Beiträge von lawyer

    Hallo Klee,

    wenn Du Dir - nach allem was passiert ist - noch eine Beziehung mit ihm vorstellen kannst, ist es meiner Meinung nach in Ordnung, ihm noch eine Chance zu geben, indem Du ihm sagst, dass Du für ihn da bist, wenn er ernsthaft vom Alkohol wegkommen will. Du solltest ihm aber auch klar machen, dass Du gehen wirst, wenn er so weitermacht. Dass er freiwillig (!) in die Entgiftung geht, ist zumindest ein positives Zeichen.

    Ich befinde mich zur Zeit in einer vergleichbaren Situation. Ich will noch nicht endgültig die Trennung und habe meinem Mann gesagt, dass ich für ihn da bin, wenn er ernsthaft vom Alkhohol wegkommen will und falls er weitertrinken will, dass es für uns keine Zukunft gibt.

    LG
    Julia

    Hallo Melanie,
    wie ich bereits in diesem Thread geschildert habe, möchte ich in unserer Wohnung bleiben - er soll gehen, wenn er es nicht lassen kann zu trinken.Würde er in der Wohnung bleiben, müsste ich trotz meines Auszugs dafür haften, falls er die Miete nicht zahlt, weil wir beide den Mietvertrag unterschrieben haben. Da es sich um unsere gemeinsame (Ehe-)Wohnung handelt, kann ich meinen Mann nicht so einfach vor die Tür setzen, zumal er nicht gewalttätig ist. Alles muss seine Richtigkeit haben. Deshalb der Termin bei der Anwältin.
    LG
    Julia

    Hallo Klee,

    Du bist insofern in einer "guten" Ausgangsposition, als Ihr nicht zusammen wohnt. Diese räumliche Distanz fehlt schon vielen von uns, die aus Ihrer Co-Rolle aussteigen möchten.

    Es ist sehr schwer loszulassen, aber wenn Du ihm sich selbst überlässt und nicht mehr auf Abruf bereit stehst, wird er die zumindest die Chance haben, sein Leben wieder selbst in die Hand zu nehmen und Verantwortung für sich selbst zu übernehmen. Solange Du an Deinem Verhalten nichts änderst, wird sich die für Dich unerträgliche Situation ebenfalls nicht ändern (und er wird sich sowieso nicht ändern).

    Du musst jetzt unbedingt an Dich denken. Ich selbst bin schon soweit dass ich sagen kann: Ich habe nichts mehr zu verlieren, es kann nur noch besser werden.
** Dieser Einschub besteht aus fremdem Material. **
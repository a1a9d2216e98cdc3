//! Error taxonomy for pricing, lifecycle transitions and bookings.
//!
//! Fatal errors abort an operation with no state change. Promotion problems
//! are not errors at all: they surface as a rejection reason inside the
//! pricing breakdown. Audit and notification failures ([`SinkError`]) are
//! logged by the runtime and never propagate.

use crate::types::{HotelId, ReservationId, ReservationStatus, RoomId, RoomType};
use chrono::NaiveDate;
use thiserror::Error;

/// Failure of a storage collaborator
#[derive(Debug, Error, Clone, PartialEq, Eq)]
pub enum RepositoryError {
    /// Entity does not exist
    #[error("{entity} {id} not found")]
    NotFound {
        /// Entity kind
        entity: &'static str,
        /// Identifier that was looked up
        id: String,
    },

    /// Optimistic concurrency check failed
    #[error("{entity} {id} was modified concurrently (expected version {expected}, found {actual})")]
    Conflict {
        /// Entity kind
        entity: &'static str,
        /// Identifier of the stale entity
        id: String,
        /// Version the writer read
        expected: u64,
        /// Version currently stored
        actual: u64,
    },

    /// The store could not be reached
    #[error("storage unavailable: {0}")]
    Unavailable(String),

    /// The call exceeded its deadline
    #[error("storage call timed out")]
    Timeout,
}

impl RepositoryError {
    /// True for optimistic concurrency conflicts, which are worth retrying
    #[must_use]
    pub const fn is_conflict(&self) -> bool {
        matches!(self, Self::Conflict { .. })
    }
}

/// Fatal pricing failures
#[derive(Debug, Error, Clone, PartialEq, Eq)]
pub enum PricingError {
    /// The hotel has no room of the requested type
    #[error("no {room_type} rooms found at hotel {hotel_id}")]
    RateNotFound {
        /// Hotel searched
        hotel_id: HotelId,
        /// Room type requested
        room_type: RoomType,
    },

    /// Check-out is not after check-in
    #[error("check-out {check_out} must be after check-in {check_in}")]
    InvalidDateRange {
        /// Requested check-in
        check_in: NaiveDate,
        /// Requested check-out
        check_out: NaiveDate,
    },

    /// Rate data could not be loaded
    #[error("rate data unavailable: {0}")]
    Repository(#[from] RepositoryError),
}

/// Rejected lifecycle transition
#[derive(Debug, Error, Clone, PartialEq, Eq)]
pub enum TransitionError {
    /// The requested status is not reachable from the current one
    #[error("cannot move reservation from {from} to {to}")]
    InvalidTransition {
        /// Current status
        from: ReservationStatus,
        /// Requested status
        to: ReservationStatus,
    },

    /// The transition exists but its precondition does not hold
    #[error("cannot move reservation from {from} to {to}: {reason}")]
    PreconditionFailed {
        /// Current status
        from: ReservationStatus,
        /// Requested status
        to: ReservationStatus,
        /// Which precondition failed
        reason: String,
    },
}

/// Payment provider failure
#[derive(Debug, Error, Clone, PartialEq, Eq)]
pub enum PaymentError {
    /// Card declined
    #[error("card declined: {reason}")]
    CardDeclined {
        /// Decline reason
        reason: String,
    },

    /// Insufficient funds
    #[error("insufficient funds")]
    InsufficientFunds,

    /// Invalid payment method
    #[error("invalid payment method: {reason}")]
    InvalidPaymentMethod {
        /// Invalid reason
        reason: String,
    },

    /// Provider did not answer in time
    #[error("payment gateway timed out")]
    Timeout,

    /// Anything else
    #[error("payment error: {message}")]
    Other {
        /// Error message
        message: String,
    },
}

/// Audit or notification delivery failure (never propagated)
#[derive(Debug, Error, Clone, PartialEq, Eq)]
#[error("{sink} failed: {message}")]
pub struct SinkError {
    /// Which sink failed
    pub sink: &'static str,
    /// What went wrong
    pub message: String,
}

impl SinkError {
    /// Creates a sink error
    #[must_use]
    pub fn new(sink: &'static str, message: impl Into<String>) -> Self {
        Self {
            sink,
            message: message.into(),
        }
    }
}

/// Errors surfaced by booking operations
#[derive(Debug, Error, Clone, PartialEq, Eq)]
pub enum BookingError {
    /// Request failed shape validation
    #[error("invalid booking request: {0}")]
    InvalidRequest(String),

    /// The room cannot be sold for the requested stay
    #[error("room {room_id} is not available: {reason}")]
    RoomUnavailable {
        /// Room requested or selected
        room_id: RoomId,
        /// Why it is unavailable
        reason: String,
    },

    /// No room of the type is free for the stay
    #[error("no {room_type} room available at hotel {hotel_id}")]
    NoRoomAvailable {
        /// Hotel searched
        hotel_id: HotelId,
        /// Room type requested
        room_type: RoomType,
    },

    /// Reservation does not exist
    #[error("reservation {0} not found")]
    ReservationNotFound(ReservationId),

    /// Guest cancellation or modification too close to check-in
    #[error("reservation {reservation_id} cannot be changed less than {notice_hours} hours before check-in")]
    CancellationWindowClosed {
        /// Reservation concerned
        reservation_id: ReservationId,
        /// Required notice
        notice_hours: i64,
    },

    /// Reservation is past the point where it may be deleted
    #[error("reservation {reservation_id} in status {status} cannot be deleted")]
    NotDeletable {
        /// Reservation concerned
        reservation_id: ReservationId,
        /// Its status
        status: ReservationStatus,
    },

    /// Room still has a guest, so its bookable flag cannot be cleared
    #[error("room {0} is occupied and cannot be closed for bookings")]
    RoomStillOccupied(RoomId),

    /// Pricing failed
    #[error(transparent)]
    Pricing(#[from] PricingError),

    /// Lifecycle transition rejected
    #[error(transparent)]
    Transition(#[from] TransitionError),

    /// Payment failed
    #[error(transparent)]
    Payment(#[from] PaymentError),

    /// Storage failed
    #[error(transparent)]
    Repository(#[from] RepositoryError),
}

/// Result type alias for booking operations
pub type Result<T> = std::result::Result<T, BookingError>;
Dann fällt es einem auch leichter, Abstand zu nehmen.

    Alles Gute und viel Kraft wünscht Dir
    Julia

    Hallo zusammen,

    so wie Matthias es gemeint hat, ich will das Verhalten meines Mannes verstehen, um daraus für micht die "richtigen" Schlussfolgerungen zu ziehen. Wenn er z.B. den ganzen Tag im Bett liegt, dann bedeutet das für mich, dass er sich nicht seinem Problem stellen will. So kann er meiner Meinung nach nicht trocken werden. Und einen Mann, der nicht trocken werden will bzw. nicht bereit ist, alles in seinen Kräften stehende dafür zu tun, will ich nicht mehr haben.
    Ich sehe schon, dass er sich bemüht, aber es reicht mir nicht. Mein Termin bei der Rechtsanwältin steht und ich werde ihn auf keinen Fall absagen, egal wie "gut" sich mein Mann in der nächsten Zeit benimmt.

    LG
    Julia

    Hallo Leonia, hallo Matthias, hallo Aurora,

    sicherlich ist es so, dass mein Mann gerne vom Alkohol wegkommen würde. Er ist aber (noch) nicht bereit, alles in seinen Kräften stehende dafür zu tun. Er will eben (noch) nicht um jeden Preis vom Alkhohol wegkommen. Die Sucht ist immer noch stärker als der Wille, mit dem Trinken aufzuhören. Er muss kapieren, dass er auch in "kritischen" Situationen dem Alkohol widerstehen können muss. Dies funktioniert noch nicht. In dem Augenblick, als er den Termin beim Suchtberater ausgemacht hat, hatte er keinen Suchtdruck.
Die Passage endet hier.